At the same time, spatial audio is the best partner for 3D scene gameplay such as metaverse and games, such as werewolf killing, virtual concerts, virtual events and other scenes, which can effectively enhance users' online interaction and auditory experience, and reconstruct users' immersion and presence in the virtual world.

And because Agora 3D spatial audio adopts a pure software algorithm scheme, there is no need to consider hardware device factors for the developers of the call. You can experience the immersive experience on mobile phones and computers through any headset, and support iOS, Android, Mac, Windows, Unity, Unreal and other platforms. Developers don't have to worry about the impact of spatial audio features on user devices. According to the data, after the spatial audio function is enabled, the CPU consumption of the corresponding device increases by the average

, the average increase in memory consumption

Immersion is left to AI

The ultimate sound effects and spatial audio capabilities allow the Fengming AI engine to restore the realism of the sound in real-time interactive scenes as much as possible. On the other hand, AI capabilities make this reality an immersion that is detached from reality.

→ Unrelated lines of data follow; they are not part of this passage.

#[async_trait]
impl LedgerStore for PostgresLedgerStore {
    #[instrument(skip(self), fields(requested = filter.asset_ids.len()), err)]
    async fn load_eligible_assets(&self, filter: &AssetFilter) -> Result<Vec<Asset>, StoreError> {
        let ids: Vec<uuid::Uuid> = filter.asset_ids.iter().map(|id| *id.as_uuid()).collect();
        let rows = sqlx::query(&format!(
            r#"
            SELECT {ASSET_COLUMNS}
            FROM fixed_assets
            WHERE status = 'active'
              AND (cardinality($1::uuid[]) = 0 OR id = ANY($1))
            ORDER BY code ASC
            "#
        ))
        .bind(ids)
        .fetch_all(&*self.pool)
        .await
        .map_err(|e| map_sqlx_error("load_eligible_assets", e))?;

        rows.iter().map(asset_from_row).collect()
    }

    #[instrument(skip(self), fields(asset_id = %asset_id), err)]
    async fn get_asset(&self, asset_id: AssetId) -> Result<Asset, StoreError> {
        let row = sqlx::query(&format!("SELECT {ASSET_COLUMNS} FROM fixed_assets WHERE id = $1"))
            .bind(asset_id.as_uuid())
            .fetch_optional(&*self.pool)
            .await
            .map_err(|e| map_sqlx_error("get_asset", e))?
            .ok_or_else(|| StoreError::asset_not_found(asset_id))?;
        asset_from_row(&row)
    }

    #[instrument(skip(self), fields(asset_id = %asset_id), err)]
    async fn list_records(&self, asset_id: AssetId) -> Result<Vec<DepreciationRecord>, StoreError> {
        let rows = sqlx::query(&format!(
            "SELECT {RECORD_COLUMNS} FROM depreciation_records WHERE asset_id = $1 ORDER BY period_date ASC"
        ))
        .bind(asset_id.as_uuid())
        .fetch_all(&*self.pool)
        .await
        .map_err(|e| map_sqlx_error("list_records", e))?;

        rows.iter().map(record_from_row).collect()
    }

    #[instrument(skip(self), fields(asset_id = %asset_id), err)]
    async fn begin(&self, asset_id: AssetId) -> Result<Box<dyn LedgerTransaction>, StoreError> {
        let mut tx = self
            .pool
            .begin()
            .await
            .map_err(|e| map_sqlx_error("begin_transaction", e))?;

        // Row lock held until commit/rollback.
        let locked = sqlx::query("SELECT id FROM fixed_assets WHERE id = $1 FOR UPDATE")
            .bind(asset_id.as_uuid())
            .fetch_optional(&mut *tx)
            .await
            .map_err(|e| map_sqlx_error("lock_asset", e))?;
        if locked.is_none() {
            return Err(StoreError::asset_not_found(asset_id));
        }

        Ok(Box::new(PostgresLedgerTransaction { asset_id, tx }))
    }
}
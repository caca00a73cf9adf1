//! Service wiring for the HTTP layer.
//!
//! The ledger store is Postgres when `DATABASE_URL` is set and in-memory
//! otherwise. The journal is always the in-process one: the general ledger is
//! an external collaborator and this service only needs somewhere to post.

use std::net::SocketAddr;
use std::sync::Arc;

use assetbook_accounting::InMemoryJournal;
use assetbook_infra::config::{parse_or, ConfigSource, EnvSource};
use assetbook_infra::{
    ConfigError, DepreciationRunner, InMemoryLedgerStore, JournalPostingService, LedgerStore,
    PostgresLedgerStore, PostingConfig, RunnerConfig,
};

pub const ENV_BIND_ADDR: &str = "ASSETBOOK_BIND_ADDR";
pub const ENV_DATABASE_URL: &str = "DATABASE_URL";
pub const ENV_DB_MAX_CONNECTIONS: &str = "ASSETBOOK_DB_MAX_CONNECTIONS";

#[derive(Debug, Clone)]
pub struct ApiConfig {
    pub bind_addr: SocketAddr,
    pub database_url: Option<String>,
    pub db_max_connections: u32,
    pub runner: RunnerConfig,
    pub posting: PostingConfig,
}

impl ApiConfig {
    pub fn from_env() -> Result<Self, ConfigError> {
        Self::from_source(&EnvSource)
    }

    pub fn from_source<S: ConfigSource + ?Sized>(source: &S) -> Result<Self, ConfigError> {
        Ok(Self {
            bind_addr: parse_or(source, ENV_BIND_ADDR, SocketAddr::from(([0, 0, 0, 0], 8080)))?,
            database_url: source.get(ENV_DATABASE_URL),
            db_max_connections: parse_or(source, ENV_DB_MAX_CONNECTIONS, 10)?,
            runner: RunnerConfig::from_source(source)?,
            posting: PostingConfig::from_source(source)?,
        })
    }
}

#[derive(Clone)]
pub struct AppServices {
    pub store: Arc<dyn LedgerStore>,
    pub runner: DepreciationRunner,
    pub posting: JournalPostingService,
    pub journal: Arc<InMemoryJournal>,
}

impl AppServices {
    pub fn new(store: Arc<dyn LedgerStore>, runner: RunnerConfig, posting: &PostingConfig) -> Self {
        let journal = Arc::new(InMemoryJournal::new());
        Self {
            runner: DepreciationRunner::new(store.clone(), runner),
            posting: JournalPostingService::new(store.clone(), journal.clone(), posting.accounts()),
            store,
            journal,
        }
    }

    /// In-memory store with default configuration (dev/test).
    pub fn in_memory(store: InMemoryLedgerStore) -> Self {
        Self::new(
            Arc::new(store),
            RunnerConfig::default(),
            &PostingConfig::default(),
        )
    }

    pub async fn from_config(config: &ApiConfig) -> anyhow::Result<Self> {
        let store: Arc<dyn LedgerStore> = match &config.database_url {
            Some(url) => {
                let store = PostgresLedgerStore::connect(url, config.db_max_connections).await?;
                store.migrate().await?;
                tracing::info!("using postgres ledger store");
                Arc::new(store)
            }
            None => {
                tracing::warn!("DATABASE_URL not set; using in-memory ledger store");
                Arc::new(InMemoryLedgerStore::new())
            }
        };
        Ok(Self::new(store, config.runner.clone(), &config.posting))
    }
}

Keyboard tapping, house renovation movements, or outdoor car noise, these real sounds can affect the formation of immersion. Agora Phoenix AI Engine integrates AI noise reduction capabilities that use algorithms to shield steady-state and unsteady noise, which can strongly suppress 100+ types of burst noise without damage to human voices, and achieve a pure call experience in low signal-to-noise ratio or vocal-intensive scenarios. Agora said that the noise reduction ability of the Fengming AI engine can cover almost all types of noise commonly found in reality.

Source: Agora Network

The improvement in noise is essentially about guaranteeing a clean call experience in real-time audio communication. The flexible noise reduction capability of the Fengming AI engine can ensure strong noise reduction while taking into account high fidelity. This means that it can penetrate scenes such as shopping malls where human voices are extremely dense. And when the interlocutor is temporarily away from the microphone and the sound is blurred, the AI noise reduction algorithm of Agora can also make the user's voice clearly heard by the peer.

In addition, another capability of the Fengming AI engine lies in its powerful echo cancellation ability. In scenarios such as online meetings, online karaokes, and multi-person microphones, the presence of echo is one of the biggest factors affecting call quality and interactive experience. Agora AI echo cancellation technology can use algorithms to effectively suppress the echo reverberation generated in the environment, and can intelligently adapt to various environments and accurately separate different sound sources, eliminate unnecessary remote signals from the mixed near-end signal, and retain the near-end human voice to send to the far end, so as to achieve comprehensive echo elimination and achieve high-fidelity audio experience.

Source: Agora Network

End

Agora released the RTE Vientiane Atlas in 2021, a huge real-time interactive ecological picture in which more than 200 scenarios have appeared around more than 20 industry tracks such as education, pan-entertainment, IoT, enterprise collaboration, finance, and healthcare. As a real-time interactive underlying technology service provider, Agora is driving this wave, and the clear feedback brought is that the improvement of audio experience can enhance the core experience of platform users.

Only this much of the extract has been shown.